Orphans jokes
Why can't orphans sleep? Nobody can tuck them in.
The "f" in orphan stands for family.
Except there is no "f."
When an orphan takes a family photo, it’s called a selfie.
Another condom name is "Orphan's Home."
What do orphans have in common with mute children?
They can't talk to their parents.
What is the difference between an orphan and a homeless person? Nothing, haha.
Why are orphans bad at baseball?
They don't have a home plate.
Why can't orphans do it?
They have no one to call "daddy."
The orphan asked a genie to become Batman. Then he went home and saw his parents dead.
God, I love telling children their parents love them, but only on April Fools'. They're orphans, after all.

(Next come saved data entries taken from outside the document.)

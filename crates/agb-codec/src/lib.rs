// SPDX-License-Identifier: MIT OR Apache-2.0
//! agb-codec
//!
//! Wire codecs for the AG-UI event stream: `data: <json>\n\n` SSE framing,
//! an incremental frame decoder for byte-chunked HTTP bodies, and the JSONL
//! format used by persisted `response.jsonl` artifacts.
#![deny(unsafe_code)]
#![warn(missing_docs)]

use agb_core::Event;

/// Errors from strict decoding paths.
#[derive(Debug, thiserror::Error)]
pub enum CodecError {
    /// A frame payload was not valid JSON for the event vocabulary.
    #[error("invalid event payload: {0}")]
    InvalidEvent(#[from] serde_json::Error),
}

// ---------------------------------------------------------------------------
// Encoding
// ---------------------------------------------------------------------------

/// Encode one event as an SSE frame: `data: <json>\n\n`.
pub fn encode_frame(event: &Event) -> Result<String, CodecError> {
    let json = serde_json::to_string(event)?;
    Ok(format!("data: {json}\n\n"))
}

/// Encode a batch of events as a full SSE body.
pub fn encode_body(events: &[Event]) -> Result<String, CodecError> {
    let mut out = String::new();
    for ev in events {
        out.push_str(&encode_frame(ev)?);
    }
    Ok(out)
}

// ---------------------------------------------------------------------------
// Incremental decoding
// ---------------------------------------------------------------------------

/// Incremental SSE scanner.
///
/// Feed body chunks as they arrive; complete `data:` payloads come back as
/// soon as their terminating newline is seen, even when a frame is split
/// across chunk boundaries. Comment lines (`:`), `event:`/`id:` lines, CRLF
/// endings, and the OpenAI-style `[DONE]` sentinel are tolerated and
/// dropped.
#[derive(Debug, Default)]
pub struct FrameDecoder {
    buffer: String,
}

impl FrameDecoder {
    /// Create an empty decoder.
    pub fn new() -> Self {
        Self::default()
    }

    /// Feed one chunk of body text; returns every payload completed by it.
    pub fn feed(&mut self, chunk: &str) -> Vec<String> {
        self.buffer.push_str(chunk);
        let mut payloads = Vec::new();

        while let Some(pos) = self.buffer.find('\n') {
            let line: String = self.buffer.drain(..=pos).collect();
            let line = line.trim_end_matches(['\n', '\r']);
            if let Some(payload) = data_payload(line) {
                payloads.push(payload.to_string());
            }
        }

        payloads
    }

    /// Flush any trailing line that never received its newline.
    ///
    /// Call once after the body ends; well-formed streams return nothing.
    pub fn finish(mut self) -> Option<String> {
        let line = std::mem::take(&mut self.buffer);
        let line = line.trim_end_matches(['\n', '\r']);
        data_payload(line).map(str::to_string)
    }
}

fn data_payload(line: &str) -> Option<&str> {
    let rest = line.strip_prefix("data:")?;
    let rest = rest.strip_prefix(' ').unwrap_or(rest);
    if rest.is_empty() || rest == "[DONE]" {
        return None;
    }
    Some(rest)
}

// ---------------------------------------------------------------------------
// Batch decoding
// ---------------------------------------------------------------------------

/// Lenient batch decode: every `data:` payload that parses as JSON, as raw
/// values. Malformed payloads are skipped, matching how the benchmark driver
/// must tolerate foreign agents' streams.
pub fn decode_values(body: &str) -> Vec<serde_json::Value> {
    body.lines()
        .filter_map(data_payload)
        .filter_map(|payload| serde_json::from_str(payload).ok())
        .collect()
}

/// Strict batch decode into the typed event vocabulary.
///
/// Fails on the first payload that does not match the vocabulary; use
/// [`decode_values`] when foreign event kinds must survive.
pub fn decode_events(body: &str) -> Result<Vec<Event>, CodecError> {
    body.lines()
        .filter_map(data_payload)
        .map(|payload| serde_json::from_str(payload).map_err(CodecError::from))
        .collect()
}

// ---------------------------------------------------------------------------
// JSONL artifacts
// ---------------------------------------------------------------------------

/// Render events as JSONL (one JSON object per line, not SSE-framed) — the
/// `response.jsonl` artifact format.
pub fn to_jsonl(events: &[serde_json::Value]) -> String {
    let mut out = String::new();
    for ev in events {
        out.push_str(&ev.to_string());
        out.push('\n');
    }
    out
}

/// Parse a JSONL artifact back into raw values, skipping blank and
/// malformed lines.
pub fn from_jsonl(text: &str) -> Vec<serde_json::Value> {
    text.lines()
        .map(str::trim)
        .filter(|l| !l.is_empty())
        .filter_map(|l| serde_json::from_str(l).ok())
        .collect()
}
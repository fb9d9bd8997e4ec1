// SPDX-License-Identifier: MIT OR Apache-2.0
//! Adapter configuration.

/// Default chat model.
pub const DEFAULT_MODEL: &str = "gpt-5-mini";

/// Default API base URL.
pub const DEFAULT_BASE_URL: &str = "https://api.openai.com/v1";

/// Environment variable holding the API key.
pub const API_KEY_VAR: &str = "OPENAI_API_KEY";

/// Connection and model settings for the OpenAI adapter.
#[derive(Debug, Clone)]
pub struct OpenAiConfig {
    /// Bearer token for the API.
    pub api_key: String,
    /// API base URL (no trailing slash).
    pub base_url: String,
    /// Chat model identifier.
    pub model: String,
    /// Completion token cap per request.
    pub max_tokens: u32,
}

/// Configuration failures.
#[derive(Debug, thiserror::Error)]
pub enum ConfigError {
    /// The API key environment variable is unset or empty.
    #[error("environment variable {var} is not set")]
    MissingApiKey {
        /// Name of the missing variable.
        var: &'static str,
    },
}

impl OpenAiConfig {
    /// Load the key from the environment, defaults for everything else.
    pub fn from_env() -> Result<Self, ConfigError> {
        let api_key = std::env::var(API_KEY_VAR)
            .ok()
            .filter(|k| !k.is_empty())
            .ok_or(ConfigError::MissingApiKey { var: API_KEY_VAR })?;
        Ok(Self::new(api_key))
    }

    /// Build a config with explicit credentials and defaults elsewhere.
    pub fn new(api_key: impl Into<String>) -> Self {
        Self {
            api_key: api_key.into(),
            base_url: DEFAULT_BASE_URL.to_string(),
            model: DEFAULT_MODEL.to_string(),
            max_tokens: 1024,
        }
    }

    /// Override the model.
    pub fn with_model(mut self, model: impl Into<String>) -> Self {
        self.model = model.into();
        self
    }

    /// Override the base URL (used by tests and proxies).
    pub fn with_base_url(mut self, base_url: impl Into<String>) -> Self {
        self.base_url = base_url.into().trim_end_matches('/').to_string();
        self
    }
}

I once saw an orphan... I decided to ask them a simple question... "Hey! Where is your family?"
They didn't reply.
I kept asking them. They started crying. I started laughing. They ran away...
What's an orphan's least favorite theme song? The Barney theme song.
Why are orphans always so successful? Because when they're told "go big or go home," they only have one option.
I tried to tell an orphan a knock-knock joke, but sadly, there was no door to knock on.
This isn't an orphan joke, but I got a job at a library, but it only lasted 15 minutes. Turns out, books about women’s rights shouldn’t go in the Sci-Fi / Fantasy section.
What's the difference between apples and orphans? The apples get picked, XD!
Why was an orphan loving school?
Because the people actually came back.
Why can't orphans have babies?
Because they have no one to call daddy.
Q: Why can't orphans be gay?
A: Because they don't have anyone they can call "Daddy."
Why is it ok to hit an orphan? It’s not like they can tell their parents.
Why do orphans love boomerangs? Because they come back.